A state employer tried to level down. He walked instead. Then he sued – and the court said no
An Iowa appeals court has tossed a sex-discrimination case from a male hearing officer who retired before a planned pay cut took effect.
In a decision filed May 13, 2026, the Iowa Court of Appeals affirmed summary judgment for the State of Iowa and the Iowa Department of Education, finding that Randy Reiter could not pursue wage- or sex-discrimination claims under the Iowa Civil Rights Act when his pay was never actually reduced.
Reiter worked as a disability hearing officer at Iowa Disability Determination Services, presiding over contested hearings for claimants whose Social Security disability benefits had been terminated. The role was classified as an Administrative Law Judge 2 position – a higher pay grade.
In 2017, the bureau chief learned from the regional Social Security office that most other states did not classify these hearing officers as administrative law judges, meaning Iowa's officers were paid significantly more than counterparts elsewhere. The bureau chief asked to reclassify the role to a lower-paying disability examiner specialist advanced classification. The change went through in September 2017. Reiter's pay was not touched at the time.
Three years later, a co-worker, Ellen McComas, asked for her job to be reclassified upward to the higher classification. The state had updated the position rules to allow that classification for employees with a college degree and three years of full-time quasi-judicial experience. McComas also alleged she was being paid less than Reiter because of her sex.
The bureau chief then moved to reclassify Reiter's position downward. Reiter asked for a delay to weigh his options and chose to retire. He retired in May 2021. The reclassification took effect on June 3, 2021 – after he was gone.

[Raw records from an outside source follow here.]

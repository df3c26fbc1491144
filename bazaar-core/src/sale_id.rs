//! The composite sale identifier.
//!
//! A sale or auction is referenced on-chain by a raw numeric id; the API
//! additionally carries a version tag distinguishing contract generations.
//! Both travel together as one string token, `"{raw}:{version}"`, which
//! must decompose back to `(raw, version)` wherever it is consumed.

use crate::error::Error;
use std::fmt;
use std::str::FromStr;

/// The sale contract generation a blockchain id belongs to.
#[derive(Debug, Clone, Copy, PartialEq, Eq)]
pub enum SaleVersion {
    V1,
    V2,
}

impl fmt::Display for SaleVersion {
    fn fmt(&self, f: &mut fmt::Formatter<'_>) -> fmt::Result {
        match self {
            SaleVersion::V1 => write!(f, "V1"),
            SaleVersion::V2 => write!(f, "V2"),
        }
    }
}

impl FromStr for SaleVersion {
    type Err = Error;

    fn from_str(s: &str) -> Result<Self, Self::Err> {
        match s {
            "V1" => Ok(SaleVersion::V1),
            "V2" => Ok(SaleVersion::V2),
            other => Err(Error::InvalidSaleId(other.to_string())),
        }
    }
}

/// A raw sale id paired with its version tag.
#[derive(Debug, Clone, Copy, PartialEq, Eq)]
pub struct SaleId {
    pub raw: u64,
    pub version: SaleVersion,
}

impl SaleId {
    pub fn new(raw: u64, version: SaleVersion) -> Self {
        Self { raw, version }
    }

    /// Encodes into the string token the API and contracts exchange.
    pub fn to_blockchain_id(&self) -> String {
        self.to_string()
    }
}

impl fmt::Display for SaleId {
    fn fmt(&self, f: &mut fmt::Formatter<'_>) -> fmt::Result {
        write!(f, "{}:{}", self.raw, self.version)
    }
}

impl FromStr for SaleId {
    type Err = Error;

    fn from_str(s: &str) -> Result<Self, Self::Err> {
        let (raw, version) = s
            .split_once(':')
            .ok_or_else(|| Error::InvalidSaleId(s.to_string()))?;
        let raw = raw
            .parse::<u64>()
            .map_err(|_| Error::InvalidSaleId(s.to_string()))?;
        Ok(SaleId {
            raw,
            version: version.parse()?,
        })
    }
}

#[cfg(test)]
mod tests {
    use super::*;

    #[test]
    fn round_trips_for_all_versions() {
        for version in [SaleVersion::V1, SaleVersion::V2] {
            for raw in [0u64, 1, 7, 42, u64::MAX] {
                let id = SaleId::new(raw, version);
                let decoded: SaleId = id.to_blockchain_id().parse().unwrap();
                assert_eq!(decoded, id);
            }
        }
    }

    #[test]
    fn rejects_malformed_tokens() {
        assert!("".parse::<SaleId>().is_err());
        assert!("17".parse::<SaleId>().is_err());
        assert!("17:V3".parse::<SaleId>().is_err());
        assert!("x:V2".parse::<SaleId>().is_err());
    }
}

He sued, alleging wage discrimination, sex discrimination, and constructive discharge – the idea that an employer made conditions so intolerable that resigning was the only real choice. The district court granted summary judgment for the state on all claims. Reiter appealed.
The appeals court was not persuaded. On the wage claim, it pointed to Iowa Supreme Court precedent holding that a pay-setting decision on its own is not actionable unless it is accompanied by unequal payments. Reiter retired before any cut, so there was no underpayment.

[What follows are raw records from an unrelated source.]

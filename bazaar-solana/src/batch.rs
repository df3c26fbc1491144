//! Instruction batches.
//!
//! A multi-step flow (vault setup, auction creation) produces several
//! transactions; each [`InstructionBatch`] holds one transaction's
//! instructions plus the extra signers it needs beyond the fee payer.
//! The client submits a [`BatchSet`] sequentially, stopping at the first
//! failure.

use solana_sdk::{instruction::Instruction, signature::Keypair};

#[derive(Default)]
pub struct InstructionBatch {
    instructions: Vec<Instruction>,
    signers: Vec<Keypair>,
}

impl InstructionBatch {
    pub fn new() -> Self {
        Self::default()
    }

    pub fn add_instruction(&mut self, instruction: Instruction) {
        self.instructions.push(instruction);
    }

    pub fn add_signer(&mut self, signer: Keypair) {
        self.signers.push(signer);
    }

    pub fn instructions(&self) -> &[Instruction] {
        &self.instructions
    }

    pub fn signers(&self) -> &[Keypair] {
        &self.signers
    }

    pub fn is_empty(&self) -> bool {
        self.instructions.is_empty()
    }
}

/// An ordered collection of batches, one transaction each.
#[derive(Default)]
pub struct BatchSet {
    batches: Vec<InstructionBatch>,
}

impl BatchSet {
    pub fn new() -> Self {
        Self::default()
    }

    pub fn push(&mut self, batch: InstructionBatch) {
        if !batch.is_empty() {
            self.batches.push(batch);
        }
    }

    pub fn batches(&self) -> &[InstructionBatch] {
        &self.batches
    }
}
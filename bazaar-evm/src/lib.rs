//! EVM-side client for the `bazaar` marketplace SDK.
//!
//! This crate turns marketplace actions (sale, auction, transfer, burn,
//! bid, airdrop) into EVM contract calls plus the accompanying API
//! mutation. It holds no state of its own: the signer/provider arrives
//! from the caller behind the [`provider::EvmProvider`] trait, contract
//! addresses live in an explicit [`contracts::ContractRegistry`], and
//! every chain or API failure propagates unmodified — no retry, no
//! rollback.
//!
//! # Key Components
//!
//! *   [`client::EvmClient`]: the facade holding the provider, the API
//!     client, and the contract registry; its `create_nft` method
//!     dispatches a [`bazaar_core::TokenType`] tag to a concrete handler.
//! *   [`nft::EvmNft`]: the capability trait every handler implements,
//!     with [`nft::Erc721Nft`] and [`nft::Erc1155Nft`] as the concrete
//!     variants.
//! *   [`provider::NodeProvider`]: a JSON-RPC provider for nodes that
//!     manage their own accounts; anything else implements the trait.

pub mod client;
/// `sol!`-declared contract interfaces and the per-chain address registry.
pub mod contracts;
pub mod error;
pub mod nft;
pub mod provider;
/// Sale-parameter hashing shared by sale creation and purchase.
pub mod sale;
pub mod transaction;

pub use client::EvmClient;
pub use contracts::{ContractKind, ContractRegistry};
pub use error::EvmError;
pub use nft::{BuyParams, Erc1155Nft, Erc721Nft, EvmNft, PutForAuctionParams, PutForSaleParams};
pub use provider::{EvmProvider, NodeProvider};
pub use transaction::EvmTransaction;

On constructive discharge, the court found the state had given him room to think it through, including a delay he requested. The reclassification only took effect after his retirement. That fell short of the kind of intolerable conduct that forces a reasonable employee out. The court also noted Reiter had expressed interest in retirement twice before December 2020.
On sex discrimination, the court said the record did not support an inference that gender drove the decision. Reiter was the higher-paid employee throughout, and at worst the change would have equalized his pay with McComas's.
For HR leaders, the case threads a familiar needle. A pay-equity complaint from one employee often points to another employee's higher pay. The Iowa Civil Rights Act is blunt: an employer cannot remedy a wage violation by reducing another employee's pay. Leveling down is not a defense.
But process matters. Here, the state ran the reclassification through its normal channels, gave Reiter time, and let him make his own next move. He chose retirement before any cut took effect, and the court found no actionable harm.
The decision also marks the outer edge of constructive discharge. When an employer documents process, offers delays, and avoids pressuring a fast exit, the bar to prove forced resignation gets higher.
And it leaves one statutory question for another day. The court declined to decide whether the relevant section of the Iowa Civil Rights Act creates a cause of action for a similarly situated employee whose pay is reduced - because, in this case, no reduction actually happened.